* About this exercise:
Pull every line containing "capability" out of the listing below.

* Data under study:
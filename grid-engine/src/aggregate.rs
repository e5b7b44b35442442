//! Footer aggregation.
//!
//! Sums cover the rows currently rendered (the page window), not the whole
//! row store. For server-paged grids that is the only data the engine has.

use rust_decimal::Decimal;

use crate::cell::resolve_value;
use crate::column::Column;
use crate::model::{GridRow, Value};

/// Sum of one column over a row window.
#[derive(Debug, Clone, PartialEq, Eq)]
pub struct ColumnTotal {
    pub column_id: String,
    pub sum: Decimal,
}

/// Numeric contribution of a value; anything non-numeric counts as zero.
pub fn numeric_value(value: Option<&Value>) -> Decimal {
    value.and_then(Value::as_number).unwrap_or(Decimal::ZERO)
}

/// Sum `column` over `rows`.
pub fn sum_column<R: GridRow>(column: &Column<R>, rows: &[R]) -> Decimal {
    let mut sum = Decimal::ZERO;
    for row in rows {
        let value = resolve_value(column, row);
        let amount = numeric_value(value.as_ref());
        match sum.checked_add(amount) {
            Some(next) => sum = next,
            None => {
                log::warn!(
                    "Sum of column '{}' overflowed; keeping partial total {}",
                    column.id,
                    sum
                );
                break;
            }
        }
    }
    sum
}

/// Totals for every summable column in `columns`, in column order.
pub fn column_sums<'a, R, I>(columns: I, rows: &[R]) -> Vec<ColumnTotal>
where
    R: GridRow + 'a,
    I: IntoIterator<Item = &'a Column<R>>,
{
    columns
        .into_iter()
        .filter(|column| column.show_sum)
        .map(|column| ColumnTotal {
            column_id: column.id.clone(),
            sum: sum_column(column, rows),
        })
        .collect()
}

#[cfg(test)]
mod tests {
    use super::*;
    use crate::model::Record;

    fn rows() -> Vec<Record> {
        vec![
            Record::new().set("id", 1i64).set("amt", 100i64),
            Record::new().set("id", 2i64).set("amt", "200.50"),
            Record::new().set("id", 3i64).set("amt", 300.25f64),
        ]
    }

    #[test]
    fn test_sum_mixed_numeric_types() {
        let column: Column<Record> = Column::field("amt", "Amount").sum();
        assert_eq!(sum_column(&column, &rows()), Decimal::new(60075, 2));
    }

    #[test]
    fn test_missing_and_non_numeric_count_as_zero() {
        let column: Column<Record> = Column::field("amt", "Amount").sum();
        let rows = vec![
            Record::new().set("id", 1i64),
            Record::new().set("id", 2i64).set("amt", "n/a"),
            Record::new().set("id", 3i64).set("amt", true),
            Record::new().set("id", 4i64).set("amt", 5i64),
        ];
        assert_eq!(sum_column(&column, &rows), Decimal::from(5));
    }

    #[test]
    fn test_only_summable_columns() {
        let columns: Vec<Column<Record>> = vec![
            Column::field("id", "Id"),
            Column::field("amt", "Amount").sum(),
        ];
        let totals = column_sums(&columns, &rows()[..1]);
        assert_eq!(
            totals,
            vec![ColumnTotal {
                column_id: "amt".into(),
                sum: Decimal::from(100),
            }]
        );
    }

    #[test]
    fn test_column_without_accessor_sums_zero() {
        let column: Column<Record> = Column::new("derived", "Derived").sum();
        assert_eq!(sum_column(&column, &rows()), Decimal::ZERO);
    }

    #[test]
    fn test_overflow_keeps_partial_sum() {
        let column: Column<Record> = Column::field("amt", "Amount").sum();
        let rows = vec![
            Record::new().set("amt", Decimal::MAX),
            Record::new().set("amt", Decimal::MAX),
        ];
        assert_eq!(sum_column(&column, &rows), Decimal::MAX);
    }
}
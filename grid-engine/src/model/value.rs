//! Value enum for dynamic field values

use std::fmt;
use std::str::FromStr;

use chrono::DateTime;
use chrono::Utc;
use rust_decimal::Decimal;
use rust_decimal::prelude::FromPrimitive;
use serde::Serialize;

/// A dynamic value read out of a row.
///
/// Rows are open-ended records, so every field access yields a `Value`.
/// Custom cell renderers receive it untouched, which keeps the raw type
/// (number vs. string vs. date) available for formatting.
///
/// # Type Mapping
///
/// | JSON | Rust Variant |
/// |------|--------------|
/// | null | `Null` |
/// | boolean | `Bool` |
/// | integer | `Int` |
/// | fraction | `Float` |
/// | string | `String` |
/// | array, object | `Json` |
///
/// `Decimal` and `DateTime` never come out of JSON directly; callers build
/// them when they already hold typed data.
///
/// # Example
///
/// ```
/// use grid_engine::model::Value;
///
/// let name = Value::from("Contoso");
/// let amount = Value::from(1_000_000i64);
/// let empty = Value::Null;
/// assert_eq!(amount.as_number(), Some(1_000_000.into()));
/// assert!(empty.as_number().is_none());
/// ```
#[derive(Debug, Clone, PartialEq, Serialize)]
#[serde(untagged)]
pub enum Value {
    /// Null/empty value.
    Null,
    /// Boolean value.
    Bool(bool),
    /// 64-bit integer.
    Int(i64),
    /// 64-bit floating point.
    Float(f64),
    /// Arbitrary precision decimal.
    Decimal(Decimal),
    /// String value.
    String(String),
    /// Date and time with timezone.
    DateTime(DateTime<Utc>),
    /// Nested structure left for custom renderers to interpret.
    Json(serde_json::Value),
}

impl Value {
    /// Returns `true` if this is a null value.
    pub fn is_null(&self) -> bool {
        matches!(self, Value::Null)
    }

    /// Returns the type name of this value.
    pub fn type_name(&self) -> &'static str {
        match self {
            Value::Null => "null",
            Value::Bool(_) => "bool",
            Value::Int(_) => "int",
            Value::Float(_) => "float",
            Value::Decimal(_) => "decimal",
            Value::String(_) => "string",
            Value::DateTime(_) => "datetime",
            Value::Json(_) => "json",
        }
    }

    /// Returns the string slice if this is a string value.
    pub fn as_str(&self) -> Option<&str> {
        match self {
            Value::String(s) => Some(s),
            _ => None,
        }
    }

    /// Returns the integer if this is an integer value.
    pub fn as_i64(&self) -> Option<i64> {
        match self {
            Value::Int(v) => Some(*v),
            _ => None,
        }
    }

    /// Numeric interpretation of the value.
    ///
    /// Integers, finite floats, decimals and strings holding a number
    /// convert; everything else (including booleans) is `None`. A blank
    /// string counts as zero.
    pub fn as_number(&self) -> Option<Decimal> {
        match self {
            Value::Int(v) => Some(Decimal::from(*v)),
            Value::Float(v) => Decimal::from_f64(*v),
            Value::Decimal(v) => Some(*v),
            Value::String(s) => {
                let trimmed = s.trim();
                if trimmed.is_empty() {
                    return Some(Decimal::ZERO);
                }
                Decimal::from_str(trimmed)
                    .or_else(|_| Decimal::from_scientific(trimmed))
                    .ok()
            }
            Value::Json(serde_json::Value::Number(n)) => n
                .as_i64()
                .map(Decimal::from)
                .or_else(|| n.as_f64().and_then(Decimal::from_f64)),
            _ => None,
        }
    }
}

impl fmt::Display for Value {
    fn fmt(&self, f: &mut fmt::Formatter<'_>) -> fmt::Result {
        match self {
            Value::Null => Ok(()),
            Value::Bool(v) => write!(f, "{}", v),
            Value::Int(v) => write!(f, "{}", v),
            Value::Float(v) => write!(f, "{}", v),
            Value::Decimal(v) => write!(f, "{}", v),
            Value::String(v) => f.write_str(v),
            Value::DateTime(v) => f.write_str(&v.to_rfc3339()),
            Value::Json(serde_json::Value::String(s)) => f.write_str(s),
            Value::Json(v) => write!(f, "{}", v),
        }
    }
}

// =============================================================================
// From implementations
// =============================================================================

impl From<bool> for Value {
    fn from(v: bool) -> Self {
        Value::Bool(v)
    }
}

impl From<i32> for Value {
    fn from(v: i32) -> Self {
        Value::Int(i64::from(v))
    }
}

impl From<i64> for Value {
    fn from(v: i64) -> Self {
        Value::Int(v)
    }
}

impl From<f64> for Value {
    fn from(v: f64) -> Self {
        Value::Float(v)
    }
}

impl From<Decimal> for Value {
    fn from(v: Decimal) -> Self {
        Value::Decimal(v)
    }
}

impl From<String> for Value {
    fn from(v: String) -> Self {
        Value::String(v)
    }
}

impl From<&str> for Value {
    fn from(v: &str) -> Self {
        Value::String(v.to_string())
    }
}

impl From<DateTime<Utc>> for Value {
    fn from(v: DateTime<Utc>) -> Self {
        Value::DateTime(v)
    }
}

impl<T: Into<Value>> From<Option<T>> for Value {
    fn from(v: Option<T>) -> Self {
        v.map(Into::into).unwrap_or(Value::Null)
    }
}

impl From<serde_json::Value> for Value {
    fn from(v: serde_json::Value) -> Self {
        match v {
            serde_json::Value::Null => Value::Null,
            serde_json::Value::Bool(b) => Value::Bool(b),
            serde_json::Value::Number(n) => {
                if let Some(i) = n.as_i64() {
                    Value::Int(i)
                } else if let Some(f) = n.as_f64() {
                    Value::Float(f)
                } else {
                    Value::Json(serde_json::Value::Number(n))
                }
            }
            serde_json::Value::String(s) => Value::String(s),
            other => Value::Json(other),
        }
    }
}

--

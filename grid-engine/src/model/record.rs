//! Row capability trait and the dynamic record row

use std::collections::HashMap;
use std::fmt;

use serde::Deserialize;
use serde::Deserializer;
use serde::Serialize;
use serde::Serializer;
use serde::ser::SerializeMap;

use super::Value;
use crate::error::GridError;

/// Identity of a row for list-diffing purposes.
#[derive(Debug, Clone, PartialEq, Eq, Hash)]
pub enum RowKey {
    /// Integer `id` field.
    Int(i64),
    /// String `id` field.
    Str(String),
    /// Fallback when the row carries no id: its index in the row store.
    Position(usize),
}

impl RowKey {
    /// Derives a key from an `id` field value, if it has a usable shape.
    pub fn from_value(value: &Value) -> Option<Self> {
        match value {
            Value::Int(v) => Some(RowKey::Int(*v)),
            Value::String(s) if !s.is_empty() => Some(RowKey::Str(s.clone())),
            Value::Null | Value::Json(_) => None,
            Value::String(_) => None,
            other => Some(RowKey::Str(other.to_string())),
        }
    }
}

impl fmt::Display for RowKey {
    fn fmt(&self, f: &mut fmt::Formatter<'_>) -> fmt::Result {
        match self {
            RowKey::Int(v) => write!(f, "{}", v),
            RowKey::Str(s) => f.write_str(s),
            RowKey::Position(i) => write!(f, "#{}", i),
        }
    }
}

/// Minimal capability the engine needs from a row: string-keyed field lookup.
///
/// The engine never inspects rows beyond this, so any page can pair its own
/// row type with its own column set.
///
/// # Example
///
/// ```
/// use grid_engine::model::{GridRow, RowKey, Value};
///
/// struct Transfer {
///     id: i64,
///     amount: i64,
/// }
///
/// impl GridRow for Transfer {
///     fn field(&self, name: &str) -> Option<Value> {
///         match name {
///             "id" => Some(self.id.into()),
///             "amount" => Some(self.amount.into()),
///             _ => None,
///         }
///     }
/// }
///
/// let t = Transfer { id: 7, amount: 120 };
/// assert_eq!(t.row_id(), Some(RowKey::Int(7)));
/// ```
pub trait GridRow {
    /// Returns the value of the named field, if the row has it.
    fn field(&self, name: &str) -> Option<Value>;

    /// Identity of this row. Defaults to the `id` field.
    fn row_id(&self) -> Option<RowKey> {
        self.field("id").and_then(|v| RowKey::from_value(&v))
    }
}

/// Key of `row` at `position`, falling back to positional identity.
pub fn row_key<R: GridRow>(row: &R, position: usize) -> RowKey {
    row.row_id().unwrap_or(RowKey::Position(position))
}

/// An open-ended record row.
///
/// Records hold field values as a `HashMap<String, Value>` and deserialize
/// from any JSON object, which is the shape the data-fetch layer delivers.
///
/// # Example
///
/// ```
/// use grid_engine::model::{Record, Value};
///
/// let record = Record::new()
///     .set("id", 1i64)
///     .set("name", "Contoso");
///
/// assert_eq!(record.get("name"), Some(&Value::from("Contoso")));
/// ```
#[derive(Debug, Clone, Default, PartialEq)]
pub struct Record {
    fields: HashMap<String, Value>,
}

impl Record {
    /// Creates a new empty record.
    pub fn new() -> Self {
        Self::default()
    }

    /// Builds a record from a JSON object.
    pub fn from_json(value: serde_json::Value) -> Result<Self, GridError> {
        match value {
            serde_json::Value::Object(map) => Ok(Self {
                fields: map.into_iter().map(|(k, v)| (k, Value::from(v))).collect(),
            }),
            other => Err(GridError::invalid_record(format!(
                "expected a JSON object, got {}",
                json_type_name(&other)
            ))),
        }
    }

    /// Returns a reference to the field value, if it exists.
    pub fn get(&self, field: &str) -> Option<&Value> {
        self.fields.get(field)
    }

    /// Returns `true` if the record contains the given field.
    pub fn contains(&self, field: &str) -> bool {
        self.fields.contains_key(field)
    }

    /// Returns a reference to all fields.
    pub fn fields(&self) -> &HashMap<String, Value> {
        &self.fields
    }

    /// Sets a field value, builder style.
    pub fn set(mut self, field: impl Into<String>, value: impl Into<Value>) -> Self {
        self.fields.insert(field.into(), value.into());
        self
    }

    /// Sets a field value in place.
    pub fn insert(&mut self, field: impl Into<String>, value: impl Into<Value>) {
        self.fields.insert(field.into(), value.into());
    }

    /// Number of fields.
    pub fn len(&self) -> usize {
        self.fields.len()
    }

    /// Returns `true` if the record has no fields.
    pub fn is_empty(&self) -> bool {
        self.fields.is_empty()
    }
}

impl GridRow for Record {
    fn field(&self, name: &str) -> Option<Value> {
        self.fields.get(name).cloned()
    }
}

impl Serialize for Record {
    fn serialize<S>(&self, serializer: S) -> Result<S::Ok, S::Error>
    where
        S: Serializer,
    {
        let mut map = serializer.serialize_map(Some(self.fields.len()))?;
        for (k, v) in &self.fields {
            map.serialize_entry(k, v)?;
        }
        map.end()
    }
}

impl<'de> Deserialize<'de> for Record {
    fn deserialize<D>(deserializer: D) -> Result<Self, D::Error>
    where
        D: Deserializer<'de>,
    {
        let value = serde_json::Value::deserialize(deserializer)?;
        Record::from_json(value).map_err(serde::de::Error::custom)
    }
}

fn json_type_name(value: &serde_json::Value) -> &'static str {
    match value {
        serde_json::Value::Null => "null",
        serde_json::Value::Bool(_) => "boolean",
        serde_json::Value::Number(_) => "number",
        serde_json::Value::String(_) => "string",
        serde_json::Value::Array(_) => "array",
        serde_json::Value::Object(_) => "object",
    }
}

==

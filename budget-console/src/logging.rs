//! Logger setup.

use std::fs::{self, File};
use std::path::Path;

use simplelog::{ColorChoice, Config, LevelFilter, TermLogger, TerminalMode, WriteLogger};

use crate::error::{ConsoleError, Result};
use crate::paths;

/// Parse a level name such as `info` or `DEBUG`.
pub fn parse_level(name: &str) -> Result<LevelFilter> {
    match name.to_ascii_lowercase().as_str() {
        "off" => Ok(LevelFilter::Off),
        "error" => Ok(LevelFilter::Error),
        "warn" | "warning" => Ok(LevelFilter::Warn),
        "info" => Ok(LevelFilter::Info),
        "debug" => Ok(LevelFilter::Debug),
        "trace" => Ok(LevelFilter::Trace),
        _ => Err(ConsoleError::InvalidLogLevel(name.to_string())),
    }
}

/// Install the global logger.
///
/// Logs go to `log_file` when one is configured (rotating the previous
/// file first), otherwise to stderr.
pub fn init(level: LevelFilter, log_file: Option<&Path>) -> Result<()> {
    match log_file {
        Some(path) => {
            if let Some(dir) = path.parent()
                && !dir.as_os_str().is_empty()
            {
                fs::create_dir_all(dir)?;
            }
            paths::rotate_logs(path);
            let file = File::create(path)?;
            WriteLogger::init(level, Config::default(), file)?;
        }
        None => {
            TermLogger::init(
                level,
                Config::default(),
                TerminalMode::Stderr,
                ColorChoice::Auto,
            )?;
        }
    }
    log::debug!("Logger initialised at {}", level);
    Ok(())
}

* Response box:
//! Row capability trait and the dynamic record row
/// Minimal capability the engine needs from a row: string-keyed field lookup.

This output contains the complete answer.